*Exercise prompt*. The lines below, beginning at the one that contains "self.thinking_shown = true;" and ending at the last, are to be retyped exactly.

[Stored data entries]

=== Begin Enclosure ===

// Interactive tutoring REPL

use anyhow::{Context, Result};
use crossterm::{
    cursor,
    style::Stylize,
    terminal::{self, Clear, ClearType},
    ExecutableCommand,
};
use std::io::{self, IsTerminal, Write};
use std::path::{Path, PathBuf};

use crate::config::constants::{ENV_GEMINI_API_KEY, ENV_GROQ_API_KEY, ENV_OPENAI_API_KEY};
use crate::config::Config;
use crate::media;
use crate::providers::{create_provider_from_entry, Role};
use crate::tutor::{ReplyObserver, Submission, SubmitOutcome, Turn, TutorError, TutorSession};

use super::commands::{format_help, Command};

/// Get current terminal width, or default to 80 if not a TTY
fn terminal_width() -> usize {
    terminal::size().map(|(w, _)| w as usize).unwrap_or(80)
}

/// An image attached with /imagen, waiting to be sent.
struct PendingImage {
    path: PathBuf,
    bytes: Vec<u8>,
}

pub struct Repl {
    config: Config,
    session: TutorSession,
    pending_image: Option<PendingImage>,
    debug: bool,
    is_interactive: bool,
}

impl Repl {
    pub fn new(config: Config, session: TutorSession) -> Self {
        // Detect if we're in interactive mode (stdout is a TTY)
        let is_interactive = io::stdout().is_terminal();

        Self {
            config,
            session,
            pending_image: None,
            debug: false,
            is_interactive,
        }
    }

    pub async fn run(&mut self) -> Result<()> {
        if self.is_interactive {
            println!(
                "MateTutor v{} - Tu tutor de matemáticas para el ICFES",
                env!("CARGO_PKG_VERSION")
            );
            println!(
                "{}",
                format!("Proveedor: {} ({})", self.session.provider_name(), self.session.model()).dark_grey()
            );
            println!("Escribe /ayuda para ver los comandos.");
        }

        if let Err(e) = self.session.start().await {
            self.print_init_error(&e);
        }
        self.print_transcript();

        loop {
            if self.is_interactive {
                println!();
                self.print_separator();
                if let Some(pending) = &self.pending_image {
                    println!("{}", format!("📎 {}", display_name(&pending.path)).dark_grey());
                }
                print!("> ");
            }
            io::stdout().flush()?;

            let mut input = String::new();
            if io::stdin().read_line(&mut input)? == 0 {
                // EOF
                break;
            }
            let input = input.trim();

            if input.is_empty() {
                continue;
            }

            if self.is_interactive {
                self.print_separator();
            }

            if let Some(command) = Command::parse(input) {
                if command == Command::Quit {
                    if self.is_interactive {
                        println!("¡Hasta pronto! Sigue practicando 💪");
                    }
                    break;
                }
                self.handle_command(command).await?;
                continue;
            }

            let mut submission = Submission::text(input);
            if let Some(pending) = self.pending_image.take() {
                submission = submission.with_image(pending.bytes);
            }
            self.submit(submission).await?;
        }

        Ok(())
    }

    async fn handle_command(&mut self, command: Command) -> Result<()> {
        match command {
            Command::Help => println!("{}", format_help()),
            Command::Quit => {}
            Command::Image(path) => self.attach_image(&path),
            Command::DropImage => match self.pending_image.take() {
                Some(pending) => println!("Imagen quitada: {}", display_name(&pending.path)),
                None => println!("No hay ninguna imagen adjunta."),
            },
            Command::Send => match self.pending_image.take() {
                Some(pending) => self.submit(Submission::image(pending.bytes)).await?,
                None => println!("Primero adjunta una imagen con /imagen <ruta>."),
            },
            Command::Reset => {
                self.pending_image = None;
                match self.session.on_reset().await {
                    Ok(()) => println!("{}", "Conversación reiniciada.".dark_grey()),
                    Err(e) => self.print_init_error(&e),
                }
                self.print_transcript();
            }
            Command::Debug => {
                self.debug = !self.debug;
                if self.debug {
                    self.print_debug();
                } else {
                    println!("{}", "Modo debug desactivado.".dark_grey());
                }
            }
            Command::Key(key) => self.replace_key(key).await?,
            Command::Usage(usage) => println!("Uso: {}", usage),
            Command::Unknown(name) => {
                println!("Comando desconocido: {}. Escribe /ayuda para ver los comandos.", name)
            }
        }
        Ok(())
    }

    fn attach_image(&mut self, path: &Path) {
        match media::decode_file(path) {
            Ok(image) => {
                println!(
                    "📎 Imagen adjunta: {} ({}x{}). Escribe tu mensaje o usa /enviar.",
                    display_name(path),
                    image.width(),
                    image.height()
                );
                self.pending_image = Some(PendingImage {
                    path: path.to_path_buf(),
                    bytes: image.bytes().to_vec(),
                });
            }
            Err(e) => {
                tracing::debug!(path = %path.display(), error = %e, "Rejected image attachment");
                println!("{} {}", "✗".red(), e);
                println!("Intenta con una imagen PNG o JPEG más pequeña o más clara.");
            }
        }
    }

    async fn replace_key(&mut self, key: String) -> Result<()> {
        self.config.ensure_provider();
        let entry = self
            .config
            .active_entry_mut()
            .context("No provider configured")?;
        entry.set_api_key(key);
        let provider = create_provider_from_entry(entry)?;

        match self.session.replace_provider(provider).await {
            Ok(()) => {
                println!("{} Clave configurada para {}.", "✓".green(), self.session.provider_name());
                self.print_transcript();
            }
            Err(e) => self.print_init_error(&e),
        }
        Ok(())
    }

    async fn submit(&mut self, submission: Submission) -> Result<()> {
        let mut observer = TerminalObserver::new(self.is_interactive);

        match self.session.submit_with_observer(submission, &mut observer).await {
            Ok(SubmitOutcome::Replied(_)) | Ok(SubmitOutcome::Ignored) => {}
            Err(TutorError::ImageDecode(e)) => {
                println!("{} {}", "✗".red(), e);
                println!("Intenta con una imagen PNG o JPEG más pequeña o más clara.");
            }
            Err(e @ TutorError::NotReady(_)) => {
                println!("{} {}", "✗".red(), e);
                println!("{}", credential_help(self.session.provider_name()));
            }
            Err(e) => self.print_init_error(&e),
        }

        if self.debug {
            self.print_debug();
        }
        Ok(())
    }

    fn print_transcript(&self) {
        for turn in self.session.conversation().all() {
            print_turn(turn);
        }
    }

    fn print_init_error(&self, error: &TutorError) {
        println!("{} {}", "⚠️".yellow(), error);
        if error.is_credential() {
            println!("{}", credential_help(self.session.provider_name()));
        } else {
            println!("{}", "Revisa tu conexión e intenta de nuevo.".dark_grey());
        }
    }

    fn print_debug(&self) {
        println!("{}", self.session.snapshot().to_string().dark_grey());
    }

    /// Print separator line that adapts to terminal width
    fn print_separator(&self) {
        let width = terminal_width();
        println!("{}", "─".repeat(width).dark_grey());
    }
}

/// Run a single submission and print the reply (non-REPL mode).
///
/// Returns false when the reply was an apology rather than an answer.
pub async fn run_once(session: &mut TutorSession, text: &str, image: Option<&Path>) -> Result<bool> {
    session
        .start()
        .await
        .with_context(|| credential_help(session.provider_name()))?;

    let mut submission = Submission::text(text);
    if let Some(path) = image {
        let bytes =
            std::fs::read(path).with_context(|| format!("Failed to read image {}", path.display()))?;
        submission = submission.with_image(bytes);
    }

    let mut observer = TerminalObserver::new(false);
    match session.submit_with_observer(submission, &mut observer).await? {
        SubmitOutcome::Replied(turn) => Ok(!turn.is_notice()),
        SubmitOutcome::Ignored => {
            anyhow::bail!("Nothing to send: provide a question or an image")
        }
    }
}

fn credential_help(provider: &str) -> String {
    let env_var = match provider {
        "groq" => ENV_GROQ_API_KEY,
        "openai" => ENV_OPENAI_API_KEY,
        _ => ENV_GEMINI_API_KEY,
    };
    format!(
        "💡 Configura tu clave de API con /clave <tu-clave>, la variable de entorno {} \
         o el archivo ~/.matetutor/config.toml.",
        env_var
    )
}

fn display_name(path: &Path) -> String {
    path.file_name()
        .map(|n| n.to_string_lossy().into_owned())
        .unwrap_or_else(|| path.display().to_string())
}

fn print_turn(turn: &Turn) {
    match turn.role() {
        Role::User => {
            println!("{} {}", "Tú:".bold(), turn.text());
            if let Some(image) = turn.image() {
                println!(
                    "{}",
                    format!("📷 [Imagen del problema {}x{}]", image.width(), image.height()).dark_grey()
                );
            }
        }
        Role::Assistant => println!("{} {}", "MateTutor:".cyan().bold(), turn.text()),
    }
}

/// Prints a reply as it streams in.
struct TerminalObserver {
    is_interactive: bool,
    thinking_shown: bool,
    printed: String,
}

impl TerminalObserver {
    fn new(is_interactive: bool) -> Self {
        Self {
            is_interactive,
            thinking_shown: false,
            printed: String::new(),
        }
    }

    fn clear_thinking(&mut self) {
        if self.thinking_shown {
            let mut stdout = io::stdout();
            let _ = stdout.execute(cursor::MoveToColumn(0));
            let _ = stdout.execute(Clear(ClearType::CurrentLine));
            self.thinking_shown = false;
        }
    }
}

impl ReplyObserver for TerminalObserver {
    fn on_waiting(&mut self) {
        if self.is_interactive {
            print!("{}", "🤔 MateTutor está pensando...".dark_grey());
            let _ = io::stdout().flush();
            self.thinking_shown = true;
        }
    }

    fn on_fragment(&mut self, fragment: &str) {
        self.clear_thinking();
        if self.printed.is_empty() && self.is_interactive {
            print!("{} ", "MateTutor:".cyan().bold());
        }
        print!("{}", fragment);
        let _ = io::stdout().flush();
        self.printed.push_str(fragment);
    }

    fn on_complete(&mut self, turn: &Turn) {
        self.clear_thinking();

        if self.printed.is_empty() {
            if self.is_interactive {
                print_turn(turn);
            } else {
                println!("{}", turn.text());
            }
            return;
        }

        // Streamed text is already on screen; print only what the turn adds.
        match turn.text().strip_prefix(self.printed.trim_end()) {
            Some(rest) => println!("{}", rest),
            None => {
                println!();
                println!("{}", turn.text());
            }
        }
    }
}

=== End Enclosure ===

*Solution*.
            self.thinking_shown = true;
        }
    }

    fn on_fragment(&mut self, fragment: &str) {
        self.clear_thinking();
        if self.printed.is_empty() && self.is_interactive {
            print!("{} ", "MateTutor:".cyan().bold());
        }
        print!("{}", fragment);
        let _ = io::stdout().flush();
        self.printed.push_str(fragment);
    }

    fn on_complete(&mut self, turn: &Turn) {
        self.clear_thinking();

        if self.printed.is_empty() {
            if self.is_interactive {
                print_turn(turn);
            } else {
                println!("{}", turn.text());
            }
            return;
        }

        // Streamed text is already on screen; print only what the turn adds.
        match turn.text().strip_prefix(self.printed.trim_end()) {
            Some(rest) => println!("{}", rest),
            None => {
                println!();
                println!("{}", turn.text());
            }
        }
    }
}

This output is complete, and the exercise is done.